Friday 2 February 2007

Chapter 11

Harry McFry was starting to feel more than a little perturbed. Over two hours of patient interrogation of the census database held by Ancestry.com had left him bewildered and annoyed. His search for the ancestors of Laurel McFry was drawing a blank, and he had more than once cursed himself for failing to take more details down from the lady when he’d met her in the library that previous evening. ‘Assume’ wasn’t just making an ass of Harry, it was laughing in his ear. And another thing, he'd thought – why hadn’t he brought with him from home his own family history files? ‘You’re slipping, Harry,’ a small voice in the back of his mind was saying.

McFry was not a common name. He was sure that, when he’d researched his own line through the 1901 census back to the 1841, there hadn’t been many more than a couple of dozen McFry’s at each enumeration. That was how come he knew so much about Laurel’s family. Or had thought he did. It had been easy enough, at the time, to take a couple of sideways excursions into the four or five McFry families showing on each census, if only so he could exclude them from his research. Of course, given precisely that the name wasn’t so commonplace, there was a statistical probability that he and Laurel might indeed be related – distant ‘cousins’ as she had put it. But nothing in his previous trawlings had linked the families he had found. It would take much more work in the parish records if that was ever to happen.

He’d promised to report in to Laurel McFry later that day. Now, he was already framing his excuses and preparing himself for feasting on a dish he rarely ate, and hardly knew the taste of: humble pie. He picked up the small, leather portfolio that was on the corner of his desk and examined it again. Whoever ‘DKL’ was, they clearly knew a little about the McFry family. And who had taken the trouble to warn him not to go to his meeting with Laurel last night? These were questions he was still mulling over when the telephone rang. It was his sister-in-law, her pleasantly slow, warm drawl easily recognisable when she said the simple words “That you, Harry?”

“Sure it is, Carrie”. Even as he replied, alarm bells were ringing. Dammit, he’d forgotten that he’d agreed to go to the airport to make sure his young nephew arrived back safely from a trip to Madrid!

“Shouldn’t you not be here now?” she asked – still warm, despite the admonishment in her tone.

“Just leaving when you rang. Any news on the flight?” he asked, trying to sound casual.

“Thirty minute delay. So you should still make it,” she said.
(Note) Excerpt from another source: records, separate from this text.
//! The peer-connection capability the controller drives, and the glue that
//! turns a [`PeerOp`] into a [`Completion`].

pub mod webrtc;

use std::sync::Arc;

use async_trait::async_trait;
use signal_proto::{ConnectivityCandidate, SessionDescription};
use thiserror::Error;
use tokio::sync::mpsc;

use crate::media::{LocalTrack, TrackInfo};
use crate::negotiation::{Completion, Outcome, PeerOp};

pub use self::webrtc::WebRtcConnector;

#[derive(Debug, Error)]
pub enum PeerError {
    #[error("peer connection setup failed: {0}")]
    Setup(String),
    #[error("peer connection rejected request: {0}")]
    Rejected(String),
    #[error("unsupported local track: {0}")]
    UnsupportedTrack(String),
}

#[derive(Debug, Clone, Copy, PartialEq, Eq)]
pub enum PeerConnectionState {
    New,
    Connecting,
    Connected,
    Disconnected,
    Failed,
    Closed,
}

#[derive(Debug, Clone)]
pub enum PeerEvent {
    LocalCandidate(ConnectivityCandidate),
    RemoteTrack(TrackInfo),
    ConnectionState(PeerConnectionState),
}

/// Where a connection reports its events. Every event is stamped with the
/// generation of the session that owns the connection.
#[derive(Debug, Clone)]
pub struct PeerEventSink {
    generation: u64,
    tx: mpsc::UnboundedSender<(u64, PeerEvent)>,
}

impl PeerEventSink {
    pub fn new(generation: u64, tx: mpsc::UnboundedSender<(u64, PeerEvent)>) -> Self {
        Self { generation, tx }
    }

    pub fn generation(&self) -> u64 {
        self.generation
    }

    pub fn emit(&self, event: PeerEvent) {
        if self.tx.send((self.generation, event)).is_err() {
            tracing::trace!(
                target: "tandem::peer",
                generation = self.generation,
                "peer event dropped; controller gone"
            );
        }
    }
}

#[async_trait]
pub trait PeerConnection: Send + Sync {
    async fn create_offer(&self) -> Result<SessionDescription, PeerError>;
    async fn create_answer(&self) -> Result<SessionDescription, PeerError>;
    async fn set_local_description(&self, description: SessionDescription)
    -> Result<(), PeerError>;
    async fn set_remote_description(
        &self,
        description: SessionDescription,
    ) -> Result<(), PeerError>;
    /// Discards a local offer that was applied but never answered.
    async fn rollback_local_description(&self) -> Result<(), PeerError>;
    async fn add_candidate(&self, candidate: ConnectivityCandidate) -> Result<(), PeerError>;
    async fn add_local_track(&self, track: &LocalTrack) -> Result<(), PeerError>;
    async fn close(&self) -> Result<(), PeerError>;
}

/// Builds one connection per call session.
#[async_trait]
pub trait PeerConnector: Send + Sync {
    async fn connect(&self, events: PeerEventSink) -> Result<Arc<dyn PeerConnection>, PeerError>;
}

/// Runs `op` against `connection` and reports the result for `generation`.
pub async fn execute(connection: &dyn PeerConnection, generation: u64, op: PeerOp) -> Completion {
    let step = op.step();
    let result = match op {
        PeerOp::CreateOffer => connection.create_offer().await.map(Outcome::OfferCreated),
        PeerOp::CreateAnswer => connection.create_answer().await.map(Outcome::AnswerCreated),
        PeerOp::SetLocalDescription(description) => connection
            .set_local_description(description)
            .await
            .map(|_| Outcome::LocalDescriptionApplied),
        PeerOp::SetRemoteDescription(description) => connection
            .set_remote_description(description)
            .await
            .map(|_| Outcome::RemoteDescriptionApplied),
        PeerOp::RollbackLocalDescription => connection
            .rollback_local_description()
            .await
            .map(|_| Outcome::RolledBack),
        PeerOp::AddCandidate(candidate) => connection
            .add_candidate(candidate)
            .await
            .map(|_| Outcome::CandidateApplied),
    };
    Completion {
        generation,
        step,
        result: result.map_err(|err| err.to_string()),
    }
}
use anyhow::Result;
use async_trait::async_trait;
use tracing::debug;

use crate::pipeline::strategy::{Strategy, SyncStrategy};
use crate::types::{ObjectPair, SkipReason};

/// Compares object sizes only.
pub struct SizeOnlyStrategy;

const STRATEGY_NAME: &str = "SizeOnlyStrategy";

#[async_trait]
impl SyncStrategy for SizeOnlyStrategy {
    async fn should_sync(&self, pair: &ObjectPair) -> Result<Option<SkipReason>> {
        if pair.source.size == pair.destination.size {
            debug!(
                name = STRATEGY_NAME,
                key = pair.source.key,
                size = pair.source.size,
                "object skipped."
            );

            return Ok(Some(SkipReason::SizesMatch));
        }

        Ok(None)
    }
}

impl SizeOnlyStrategy {
    pub fn boxed_new() -> Strategy {
        Box::new(SizeOnlyStrategy {})
    }
}

#[cfg(test)]
mod tests {
    use super::*;
    use crate::pipeline::strategy::test_util::remote_pair;
    use chrono::Utc;

    #[tokio::test]
    async fn skip_when_sizes_match() {
        init_dummy_tracing_subscriber();

        let strategy = SizeOnlyStrategy::boxed_new();
        let pair = remote_pair((100, 100), (Utc::now(), Utc::now()), (None, None));

        assert_eq!(
            strategy.should_sync(&pair).await.unwrap(),
            Some(SkipReason::SizesMatch)
        );
    }

    #[tokio::test]
    async fn copy_when_sizes_differ() {
        init_dummy_tracing_subscriber();

        let strategy = SizeOnlyStrategy::boxed_new();
        let pair = remote_pair((100, 99), (Utc::now(), Utc::now()), (None, None));

        assert_eq!(strategy.should_sync(&pair).await.unwrap(), None);
    }

    fn init_dummy_tracing_subscriber() {
        let _ = tracing_subscriber::fmt()
            .with_env_filter("dummy=trace")
            .try_init();
    }
}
It was at times like these Harry knew he could do with a secretary, someone to help organise his day, make sure he was where he was supposed to be, when he was supposed to be. But the balance sheet of Harry McFry Genealogical Private Investigations wasn’t healthy enough to warrant another member of staff. Of course, as far as the outside world knew, he did have a secretary working for him. She was in her late 50’s, turned up punctually every day for work, and served as the butt of Harry’s excuses when things were going wrong. Doris’ got the blame for just about everything in the office: if he couldn’t find a file, he told his client Doris had mislaid it. A payment overdue? Doris was to blame. Poor Doris was a convenient shield for when things were going pear-shaped. Just a shame she didn’t exist.

His younger brother Alan had met Carrie while they were both at university. Shortly after they both graduated, they’d marred and begun their family, settled into life in a large house beside Birkenhead Park. By the time they divorced, they were a nuclear unit of five, plus an old golden retriever, a couple of cats and a hutch of rabbits at the bottom of the long garden that led down to the park. Harry enjoyed the term ‘nuclear family’ – it always seemed appropriate for a world where divorce increasingly split and atomised couples and their children. Alan had moved out to Spain. He and Harry weren’t close, but they kept in touch fitfully via e-mails and the rare telephone calls Alan made home, usually when he was drunk. Meanwhile, without children of his own from a failed marriage, Harry had grown increasingly fond of his sister-in-law, and closer to his three nephews – the oldest of which he’d promised to collect today on his return from a visit to his father’s. Adam was a bright kid, but just twelve, and the thought of him stepping off a plane and making his way through a crowded arrivals hall with no-one to greet him wasn’t one Harry relished. Carrie worked, and so far as she knew Harry always seemed to be hanging around with time on his hands, so the last time he’d been round there for a meal she’d thought nothing of asking him if he minded meeting Adam.

“I’ll ring you when we’re on the way back,” he told her.

“Thanks, Harry.” He waited to see if she was going to say anything else, but there was silence, so he replaced the receiver with a hasty “No problem.”

As he grabbed his coat to leave – he had an hour to make it to the airport – he seemed to have a second thought and, turning back to his desk he plucked the three medals from the box where they lay, stuffed them in his pocket and left the office.